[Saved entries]
● ● ● ●

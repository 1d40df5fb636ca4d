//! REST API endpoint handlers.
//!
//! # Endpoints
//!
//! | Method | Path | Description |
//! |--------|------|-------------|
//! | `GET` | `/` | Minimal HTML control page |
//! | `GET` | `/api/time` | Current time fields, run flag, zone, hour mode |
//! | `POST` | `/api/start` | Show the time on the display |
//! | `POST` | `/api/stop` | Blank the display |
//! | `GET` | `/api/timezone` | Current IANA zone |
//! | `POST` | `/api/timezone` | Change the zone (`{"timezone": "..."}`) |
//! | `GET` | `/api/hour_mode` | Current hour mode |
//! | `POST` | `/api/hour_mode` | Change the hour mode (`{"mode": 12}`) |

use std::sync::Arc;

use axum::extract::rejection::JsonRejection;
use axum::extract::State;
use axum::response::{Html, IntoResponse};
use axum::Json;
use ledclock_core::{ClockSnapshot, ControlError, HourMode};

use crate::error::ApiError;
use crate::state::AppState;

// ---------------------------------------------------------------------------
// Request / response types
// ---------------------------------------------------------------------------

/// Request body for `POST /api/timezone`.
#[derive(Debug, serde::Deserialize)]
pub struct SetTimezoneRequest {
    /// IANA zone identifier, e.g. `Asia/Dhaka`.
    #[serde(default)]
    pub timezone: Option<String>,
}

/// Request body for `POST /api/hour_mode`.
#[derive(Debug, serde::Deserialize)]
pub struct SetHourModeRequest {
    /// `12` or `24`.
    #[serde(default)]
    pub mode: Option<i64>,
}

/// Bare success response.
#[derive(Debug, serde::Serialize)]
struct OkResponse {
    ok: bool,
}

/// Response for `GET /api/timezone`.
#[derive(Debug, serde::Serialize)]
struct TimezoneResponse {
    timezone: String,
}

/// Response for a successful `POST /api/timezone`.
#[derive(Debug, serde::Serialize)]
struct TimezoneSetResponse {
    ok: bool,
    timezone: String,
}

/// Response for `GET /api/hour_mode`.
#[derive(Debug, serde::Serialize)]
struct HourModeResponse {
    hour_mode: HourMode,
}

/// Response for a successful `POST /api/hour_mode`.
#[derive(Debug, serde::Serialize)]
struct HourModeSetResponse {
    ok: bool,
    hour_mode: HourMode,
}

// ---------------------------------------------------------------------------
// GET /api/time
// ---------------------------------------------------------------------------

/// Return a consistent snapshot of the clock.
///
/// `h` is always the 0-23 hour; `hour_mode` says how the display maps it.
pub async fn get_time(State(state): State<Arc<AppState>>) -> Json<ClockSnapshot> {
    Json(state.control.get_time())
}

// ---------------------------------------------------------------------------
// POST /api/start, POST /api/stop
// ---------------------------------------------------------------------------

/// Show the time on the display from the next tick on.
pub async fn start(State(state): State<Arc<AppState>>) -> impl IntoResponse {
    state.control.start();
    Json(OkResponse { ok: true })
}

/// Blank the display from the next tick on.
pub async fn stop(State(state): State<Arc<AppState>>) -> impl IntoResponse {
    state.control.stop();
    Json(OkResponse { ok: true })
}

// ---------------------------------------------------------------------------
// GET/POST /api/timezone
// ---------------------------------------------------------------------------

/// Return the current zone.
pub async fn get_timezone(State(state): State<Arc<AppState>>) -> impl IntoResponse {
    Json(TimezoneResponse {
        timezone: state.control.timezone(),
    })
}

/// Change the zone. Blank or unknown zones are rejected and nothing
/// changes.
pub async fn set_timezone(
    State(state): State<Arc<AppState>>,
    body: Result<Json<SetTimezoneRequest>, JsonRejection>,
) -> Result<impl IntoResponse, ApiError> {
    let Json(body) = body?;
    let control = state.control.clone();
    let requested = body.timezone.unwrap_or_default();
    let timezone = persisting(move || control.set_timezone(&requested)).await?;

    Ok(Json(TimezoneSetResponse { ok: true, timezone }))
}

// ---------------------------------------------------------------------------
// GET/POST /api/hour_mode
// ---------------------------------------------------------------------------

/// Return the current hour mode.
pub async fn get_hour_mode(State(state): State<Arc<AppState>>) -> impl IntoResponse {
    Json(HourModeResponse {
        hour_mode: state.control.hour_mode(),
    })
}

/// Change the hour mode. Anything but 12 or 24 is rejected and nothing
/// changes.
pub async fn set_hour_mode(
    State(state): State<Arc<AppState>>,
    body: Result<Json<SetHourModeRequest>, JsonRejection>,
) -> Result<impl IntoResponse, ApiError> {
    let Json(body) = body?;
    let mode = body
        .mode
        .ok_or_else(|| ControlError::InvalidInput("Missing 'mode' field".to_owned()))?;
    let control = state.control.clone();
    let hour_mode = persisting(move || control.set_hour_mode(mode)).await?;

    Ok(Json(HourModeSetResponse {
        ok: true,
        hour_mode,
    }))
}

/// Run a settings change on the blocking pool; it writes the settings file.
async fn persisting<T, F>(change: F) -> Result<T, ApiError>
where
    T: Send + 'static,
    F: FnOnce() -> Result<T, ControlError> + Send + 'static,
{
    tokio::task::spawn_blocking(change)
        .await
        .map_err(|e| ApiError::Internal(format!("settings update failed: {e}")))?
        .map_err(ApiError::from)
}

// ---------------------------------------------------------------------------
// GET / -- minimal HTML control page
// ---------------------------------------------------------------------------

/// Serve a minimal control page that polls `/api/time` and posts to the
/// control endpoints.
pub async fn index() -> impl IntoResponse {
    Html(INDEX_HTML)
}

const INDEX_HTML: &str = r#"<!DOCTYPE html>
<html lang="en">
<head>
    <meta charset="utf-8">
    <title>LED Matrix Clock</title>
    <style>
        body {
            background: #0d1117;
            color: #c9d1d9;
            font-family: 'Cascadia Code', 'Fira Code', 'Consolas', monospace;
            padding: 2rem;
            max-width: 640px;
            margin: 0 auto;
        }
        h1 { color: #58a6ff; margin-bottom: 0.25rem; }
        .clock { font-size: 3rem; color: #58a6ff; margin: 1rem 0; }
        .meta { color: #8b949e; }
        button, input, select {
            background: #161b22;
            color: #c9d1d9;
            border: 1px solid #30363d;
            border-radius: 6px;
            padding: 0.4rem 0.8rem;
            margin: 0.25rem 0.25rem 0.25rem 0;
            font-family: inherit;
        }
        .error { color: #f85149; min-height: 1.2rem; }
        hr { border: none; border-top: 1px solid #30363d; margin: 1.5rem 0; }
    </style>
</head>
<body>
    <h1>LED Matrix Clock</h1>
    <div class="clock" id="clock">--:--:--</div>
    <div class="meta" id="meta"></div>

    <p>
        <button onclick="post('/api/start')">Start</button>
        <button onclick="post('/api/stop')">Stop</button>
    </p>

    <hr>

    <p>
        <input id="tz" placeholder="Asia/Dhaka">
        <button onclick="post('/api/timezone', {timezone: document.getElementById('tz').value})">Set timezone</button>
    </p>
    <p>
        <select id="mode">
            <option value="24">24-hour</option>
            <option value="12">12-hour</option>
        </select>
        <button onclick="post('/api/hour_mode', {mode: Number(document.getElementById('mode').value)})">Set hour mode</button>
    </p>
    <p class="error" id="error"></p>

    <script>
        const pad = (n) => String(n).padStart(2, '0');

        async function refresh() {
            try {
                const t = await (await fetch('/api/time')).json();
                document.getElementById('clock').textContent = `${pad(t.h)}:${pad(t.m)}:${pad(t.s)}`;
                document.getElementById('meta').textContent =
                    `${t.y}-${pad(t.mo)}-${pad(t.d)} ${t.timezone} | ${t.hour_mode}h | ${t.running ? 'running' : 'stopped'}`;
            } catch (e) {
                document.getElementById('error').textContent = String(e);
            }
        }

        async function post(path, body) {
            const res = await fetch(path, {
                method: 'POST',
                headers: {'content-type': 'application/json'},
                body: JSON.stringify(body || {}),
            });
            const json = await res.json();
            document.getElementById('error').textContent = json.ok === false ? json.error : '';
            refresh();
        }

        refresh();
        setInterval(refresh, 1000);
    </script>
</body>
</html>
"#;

● ● ● ●

Using the entries above, work out how many lines contain the string "tick". Respond with that number alone.

* Output below
2